Inhibition of PHD3 by salidroside promotes neovascularization through cell-cell communications mediated by muscle-secreted angiogenic factors

Therapeutic angiogenesis has been considered as a potential strategy for treating peripheral artery diseases including hind-limb ischemia (HLI); however, no effective drug-based treatment is currently available. Here we showed that intramuscular administration of salidroside, an active compound of Chinese herb Rhodiola, could robustly enhance blood perfusion recovery by promoting neovascularization in HLI mice.
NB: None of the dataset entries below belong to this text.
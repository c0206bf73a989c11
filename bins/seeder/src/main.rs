//! Demo data seeder for Stockreg development and testing.
//!
//! Seeds one supplier, posts a goods receipt into the main warehouse and a
//! goods issue out of it, then checks the balance table against the ledger.
//! Running it twice is harmless: an existing supplier means the data is
//! already there.
//!
//! Usage: cargo run --bin seeder

use std::sync::Arc;

use anyhow::Context;
use chrono::Utc;
use stockreg_core::document::{DocumentDraft, DocumentKind, DocumentLine};
use stockreg_core::posting::build_policy;
use stockreg_core::register::{BalanceFilter, BalanceScope};
use stockreg_core::{Clock, RegisterError, SystemClock, UuidV7Generator};
use stockreg_db::{CounterpartyRepository, PostingEngine, TransactionManager};
use stockreg_shared::AppConfig;
use stockreg_shared::types::{CounterpartyId, ProductId, Quantity, WarehouseId};
use tracing::info;
use tracing_subscriber::{layer::SubscriberExt, util::SubscriberInitExt};
use uuid::Uuid;

/// Main warehouse (consistent for all seeds)
const MAIN_WAREHOUSE_ID: u128 = 0x0000_0000_0000_0000_0000_0000_0000_0001;
/// Demo supplier (consistent for all seeds)
const SUPPLIER_ID: u128 = 0x0000_0000_0000_0000_0000_0000_0000_0002;
/// Demo products
const PRODUCT_IDS: [u128; 3] = [0x101, 0x102, 0x103];

#[tokio::main]
async fn main() -> anyhow::Result<()> {
    dotenvy::dotenv().ok();

    tracing_subscriber::registry()
        .with(
            tracing_subscriber::EnvFilter::try_from_default_env()
                .unwrap_or_else(|_| "stockreg=info,seeder=info".into()),
        )
        .with(tracing_subscriber::fmt::layer())
        .init();

    let config = AppConfig::load().context("failed to load configuration")?;
    let db = stockreg_db::connect(&config.database)
        .await
        .context("failed to connect to database")?;

    let clock: Arc<dyn Clock> = Arc::new(SystemClock);
    let policy = build_policy(&config.posting, Arc::clone(&clock))?;
    let tm = TransactionManager::from_config(db, &config.database);
    let engine = PostingEngine::new(tm, policy, Arc::clone(&clock), Arc::new(UuidV7Generator));

    let supplier_id = CounterpartyId::from_uuid(Uuid::from_u128(SUPPLIER_ID));
    let counterparties = CounterpartyRepository::new(engine.transaction_manager().connection());
    match counterparties.get(supplier_id).await {
        Ok(_) => {
            info!("Demo data already present, skipping");
            return Ok(());
        }
        Err(RegisterError::NotFound { .. }) => {}
        Err(err) => return Err(err.into()),
    }

    info!("Seeding supplier...");
    counterparties
        .create(supplier_id, "SUP-001", "Demo Supplier", Utc::now())
        .await?;

    let warehouse_id = WarehouseId::from_uuid(Uuid::from_u128(MAIN_WAREHOUSE_ID));
    let today = clock.today();

    info!("Seeding goods receipt...");
    let receipt = engine
        .create_document(&DocumentDraft {
            kind: DocumentKind::GoodsReceipt,
            number: "GR-0001".into(),
            date: today,
            warehouse_id,
            counterparty_id: Some(supplier_id),
            comment: Some("Opening stock".into()),
            lines: lines(&["100", "250.5", "12.0001"])?,
        })
        .await?;
    engine.post(receipt.id).await?;

    info!("Seeding goods issue...");
    let issue = engine
        .create_document(&DocumentDraft {
            kind: DocumentKind::GoodsIssue,
            number: "GI-0001".into(),
            date: today,
            warehouse_id,
            counterparty_id: None,
            comment: None,
            lines: lines(&["30", "0.5", "2"])?,
        })
        .await?;
    engine.post(issue.id).await?;

    let register = engine.register();
    for balance in register
        .balances_by_warehouse(warehouse_id, BalanceFilter::default().non_zero())
        .await?
    {
        info!(product_id = %balance.product_id, quantity = %balance.quantity, "Balance");
    }

    let report = register.verify_balances(BalanceScope::All).await?;
    info!(
        checked = report.checked,
        consistent = report.is_consistent(),
        "Seeding complete"
    );
    Ok(())
}

fn lines(quantities: &[&str]) -> anyhow::Result<Vec<DocumentLine>> {
    PRODUCT_IDS
        .iter()
        .zip(quantities)
        .zip(1..)
        .map(|((product, quantity), line_number)| {
            Ok(DocumentLine {
                line_number,
                product_id: ProductId::from_uuid(Uuid::from_u128(*product)),
                quantity: quantity.parse::<Quantity>()?,
            })
        })
        .collect()
}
We revealed that salidroside promoted skeletal muscle cell migration and paracrine function through inhibiting the transcriptional level of prolyl-hydroxylase domain 3 (PHD3) without affecting PHD1 and PHD2. Paracrine signals from salidroside-treated skeletal muscle cells enhanced endothelial and smooth muscle cells migration, while inhibition of FGF2/FGF2R and PDGF-BB/PDGFR-beta pathways abolished this effect, as well as neovascularization in HLI mice. Furthermore, we elucidated that salidroside inhibition on PHD3 might occur through estrogen receptor alpha (ER alpha). Together, our findings highlights the potential application of salidroside as a novel pharmalogical inhibitor of ER alpha/PHD3 axis for therapeutic angiogenesis in HLI diseases.